• _Requirement_
In the data below, find the line containing "repository d0388b4b73ebe096", then set down that line and every later line up to and including the line containing "use std::future::Future;", exactly.

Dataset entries
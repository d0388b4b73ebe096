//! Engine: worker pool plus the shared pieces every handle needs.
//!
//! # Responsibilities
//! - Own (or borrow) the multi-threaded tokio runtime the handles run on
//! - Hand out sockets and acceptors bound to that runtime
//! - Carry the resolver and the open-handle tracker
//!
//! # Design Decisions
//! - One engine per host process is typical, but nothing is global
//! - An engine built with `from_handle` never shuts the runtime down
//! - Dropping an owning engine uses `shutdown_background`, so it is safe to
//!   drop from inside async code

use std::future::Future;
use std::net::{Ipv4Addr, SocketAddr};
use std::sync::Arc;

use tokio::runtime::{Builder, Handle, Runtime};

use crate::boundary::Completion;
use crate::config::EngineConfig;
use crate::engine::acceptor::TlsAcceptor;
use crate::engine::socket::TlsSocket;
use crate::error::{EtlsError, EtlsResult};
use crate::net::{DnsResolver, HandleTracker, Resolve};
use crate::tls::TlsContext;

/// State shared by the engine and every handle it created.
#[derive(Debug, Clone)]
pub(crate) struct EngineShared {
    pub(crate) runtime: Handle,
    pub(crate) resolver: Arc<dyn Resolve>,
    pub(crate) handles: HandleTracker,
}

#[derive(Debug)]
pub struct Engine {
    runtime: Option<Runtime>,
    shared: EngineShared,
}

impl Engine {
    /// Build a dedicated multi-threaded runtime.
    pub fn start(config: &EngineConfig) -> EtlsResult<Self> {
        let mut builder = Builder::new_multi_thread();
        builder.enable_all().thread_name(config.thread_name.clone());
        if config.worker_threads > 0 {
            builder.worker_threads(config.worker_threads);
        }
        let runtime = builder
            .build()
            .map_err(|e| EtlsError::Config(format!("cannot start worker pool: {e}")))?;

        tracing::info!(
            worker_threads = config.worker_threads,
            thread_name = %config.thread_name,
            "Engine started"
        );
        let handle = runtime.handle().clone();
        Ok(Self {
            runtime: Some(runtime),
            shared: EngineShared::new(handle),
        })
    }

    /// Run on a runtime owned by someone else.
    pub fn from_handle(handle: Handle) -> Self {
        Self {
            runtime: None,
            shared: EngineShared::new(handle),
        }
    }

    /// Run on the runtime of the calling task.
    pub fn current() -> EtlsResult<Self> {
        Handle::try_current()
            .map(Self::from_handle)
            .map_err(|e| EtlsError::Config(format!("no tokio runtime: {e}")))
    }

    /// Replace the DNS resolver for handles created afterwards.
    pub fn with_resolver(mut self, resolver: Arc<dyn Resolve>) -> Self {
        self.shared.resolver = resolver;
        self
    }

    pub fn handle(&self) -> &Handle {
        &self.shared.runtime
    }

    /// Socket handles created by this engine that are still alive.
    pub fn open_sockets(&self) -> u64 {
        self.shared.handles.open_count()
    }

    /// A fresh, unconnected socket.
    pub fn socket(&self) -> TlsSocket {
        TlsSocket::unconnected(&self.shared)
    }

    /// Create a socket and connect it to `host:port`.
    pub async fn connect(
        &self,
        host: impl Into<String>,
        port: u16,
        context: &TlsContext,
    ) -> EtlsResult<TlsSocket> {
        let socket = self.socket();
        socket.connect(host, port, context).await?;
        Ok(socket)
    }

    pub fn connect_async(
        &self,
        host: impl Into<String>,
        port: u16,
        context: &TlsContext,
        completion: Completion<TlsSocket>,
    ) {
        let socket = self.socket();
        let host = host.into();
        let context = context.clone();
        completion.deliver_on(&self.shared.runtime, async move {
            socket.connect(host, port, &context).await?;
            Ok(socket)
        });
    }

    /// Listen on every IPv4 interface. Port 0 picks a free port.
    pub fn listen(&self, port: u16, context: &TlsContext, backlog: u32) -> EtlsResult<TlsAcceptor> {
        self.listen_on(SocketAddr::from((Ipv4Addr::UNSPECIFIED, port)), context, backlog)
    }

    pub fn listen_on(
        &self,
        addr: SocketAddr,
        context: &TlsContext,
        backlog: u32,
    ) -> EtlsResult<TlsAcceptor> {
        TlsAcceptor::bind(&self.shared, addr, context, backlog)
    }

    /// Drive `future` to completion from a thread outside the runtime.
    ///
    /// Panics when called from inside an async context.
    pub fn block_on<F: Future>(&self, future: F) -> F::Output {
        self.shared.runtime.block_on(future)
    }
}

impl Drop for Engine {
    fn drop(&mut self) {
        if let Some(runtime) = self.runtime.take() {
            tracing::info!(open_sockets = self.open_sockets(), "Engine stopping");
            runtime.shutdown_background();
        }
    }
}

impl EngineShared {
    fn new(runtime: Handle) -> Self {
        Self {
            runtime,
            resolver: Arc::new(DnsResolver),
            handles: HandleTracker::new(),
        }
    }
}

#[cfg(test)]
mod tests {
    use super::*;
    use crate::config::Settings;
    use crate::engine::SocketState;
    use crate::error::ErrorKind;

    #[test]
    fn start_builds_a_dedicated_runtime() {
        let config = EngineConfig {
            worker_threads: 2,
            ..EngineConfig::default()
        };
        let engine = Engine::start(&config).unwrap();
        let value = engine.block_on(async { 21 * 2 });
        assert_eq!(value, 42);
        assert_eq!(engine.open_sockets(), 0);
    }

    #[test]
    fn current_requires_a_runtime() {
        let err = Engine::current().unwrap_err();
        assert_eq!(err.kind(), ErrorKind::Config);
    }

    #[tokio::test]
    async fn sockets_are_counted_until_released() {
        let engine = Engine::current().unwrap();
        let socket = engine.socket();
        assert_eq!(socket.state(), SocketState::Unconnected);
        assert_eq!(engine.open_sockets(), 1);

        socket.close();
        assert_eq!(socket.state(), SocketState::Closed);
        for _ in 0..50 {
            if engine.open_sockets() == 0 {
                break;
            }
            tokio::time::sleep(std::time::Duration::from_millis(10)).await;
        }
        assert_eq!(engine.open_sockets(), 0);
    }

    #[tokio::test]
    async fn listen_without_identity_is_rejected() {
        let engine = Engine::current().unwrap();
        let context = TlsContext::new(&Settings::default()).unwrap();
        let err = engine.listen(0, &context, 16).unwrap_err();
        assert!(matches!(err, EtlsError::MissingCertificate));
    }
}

---

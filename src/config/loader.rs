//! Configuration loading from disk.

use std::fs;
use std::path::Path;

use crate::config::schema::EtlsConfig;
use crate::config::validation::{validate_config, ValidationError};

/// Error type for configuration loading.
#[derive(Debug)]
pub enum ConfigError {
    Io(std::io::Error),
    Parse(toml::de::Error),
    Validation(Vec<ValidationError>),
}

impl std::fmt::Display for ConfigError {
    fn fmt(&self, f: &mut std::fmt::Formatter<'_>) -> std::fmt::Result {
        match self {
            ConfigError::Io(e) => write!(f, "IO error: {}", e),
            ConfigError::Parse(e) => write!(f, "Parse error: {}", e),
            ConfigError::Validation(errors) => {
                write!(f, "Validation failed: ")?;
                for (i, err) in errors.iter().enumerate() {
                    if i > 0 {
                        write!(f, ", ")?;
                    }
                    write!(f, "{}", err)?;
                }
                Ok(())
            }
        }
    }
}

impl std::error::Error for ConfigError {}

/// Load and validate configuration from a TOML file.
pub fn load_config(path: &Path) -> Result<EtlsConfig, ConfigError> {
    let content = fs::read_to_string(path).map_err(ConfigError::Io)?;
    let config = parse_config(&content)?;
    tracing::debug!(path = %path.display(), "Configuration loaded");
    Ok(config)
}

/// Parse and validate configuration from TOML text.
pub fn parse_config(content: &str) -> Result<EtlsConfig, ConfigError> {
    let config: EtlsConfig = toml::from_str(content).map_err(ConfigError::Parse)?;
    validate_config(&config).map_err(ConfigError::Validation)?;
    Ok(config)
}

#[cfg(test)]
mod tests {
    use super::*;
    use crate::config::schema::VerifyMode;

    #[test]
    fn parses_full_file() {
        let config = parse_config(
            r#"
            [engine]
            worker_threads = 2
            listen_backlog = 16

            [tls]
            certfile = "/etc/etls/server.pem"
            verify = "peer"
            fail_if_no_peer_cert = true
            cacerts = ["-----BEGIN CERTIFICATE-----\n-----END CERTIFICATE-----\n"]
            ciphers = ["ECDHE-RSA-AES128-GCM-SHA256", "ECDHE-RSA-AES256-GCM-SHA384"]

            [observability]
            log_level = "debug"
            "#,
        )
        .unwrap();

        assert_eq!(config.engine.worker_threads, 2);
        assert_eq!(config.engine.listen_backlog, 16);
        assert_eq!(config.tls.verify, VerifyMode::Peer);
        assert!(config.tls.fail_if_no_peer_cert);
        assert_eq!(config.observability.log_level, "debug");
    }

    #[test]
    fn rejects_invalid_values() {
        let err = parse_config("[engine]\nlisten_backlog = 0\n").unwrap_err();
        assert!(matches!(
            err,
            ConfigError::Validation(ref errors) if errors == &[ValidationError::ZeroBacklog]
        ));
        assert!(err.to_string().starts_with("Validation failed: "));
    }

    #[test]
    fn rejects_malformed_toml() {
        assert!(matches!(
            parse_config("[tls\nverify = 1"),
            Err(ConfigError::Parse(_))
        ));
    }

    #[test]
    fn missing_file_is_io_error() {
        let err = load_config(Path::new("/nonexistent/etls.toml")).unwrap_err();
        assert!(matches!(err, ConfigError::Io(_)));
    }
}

---

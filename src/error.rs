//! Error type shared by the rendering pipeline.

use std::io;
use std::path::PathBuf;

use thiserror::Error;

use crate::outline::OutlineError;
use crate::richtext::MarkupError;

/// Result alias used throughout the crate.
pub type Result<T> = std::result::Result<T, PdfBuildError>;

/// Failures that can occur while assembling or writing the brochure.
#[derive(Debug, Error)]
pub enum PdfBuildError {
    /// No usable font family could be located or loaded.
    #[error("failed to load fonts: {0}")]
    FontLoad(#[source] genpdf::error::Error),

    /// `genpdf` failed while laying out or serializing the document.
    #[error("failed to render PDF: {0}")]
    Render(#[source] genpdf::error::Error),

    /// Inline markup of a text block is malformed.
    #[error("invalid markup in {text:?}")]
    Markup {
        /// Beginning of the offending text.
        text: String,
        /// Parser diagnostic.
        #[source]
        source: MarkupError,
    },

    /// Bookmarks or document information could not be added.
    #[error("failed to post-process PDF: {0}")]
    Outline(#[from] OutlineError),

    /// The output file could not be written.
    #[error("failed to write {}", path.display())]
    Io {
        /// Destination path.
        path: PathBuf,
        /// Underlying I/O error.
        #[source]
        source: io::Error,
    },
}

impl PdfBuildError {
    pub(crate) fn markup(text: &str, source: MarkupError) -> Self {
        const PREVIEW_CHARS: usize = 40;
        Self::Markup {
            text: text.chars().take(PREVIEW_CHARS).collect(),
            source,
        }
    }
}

• _Task solution_
repository d0388b4b73ebe096
//! Engine: worker pool plus the shared pieces every handle needs.
//!
//! # Responsibilities
//! - Own (or borrow) the multi-threaded tokio runtime the handles run on
//! - Hand out sockets and acceptors bound to that runtime
//! - Carry the resolver and the open-handle tracker
//!
//! # Design Decisions
//! - One engine per host process is typical, but nothing is global
//! - An engine built with `from_handle` never shuts the runtime down
//! - Dropping an owning engine uses `shutdown_background`, so it is safe to
//!   drop from inside async code

use std::future::Future;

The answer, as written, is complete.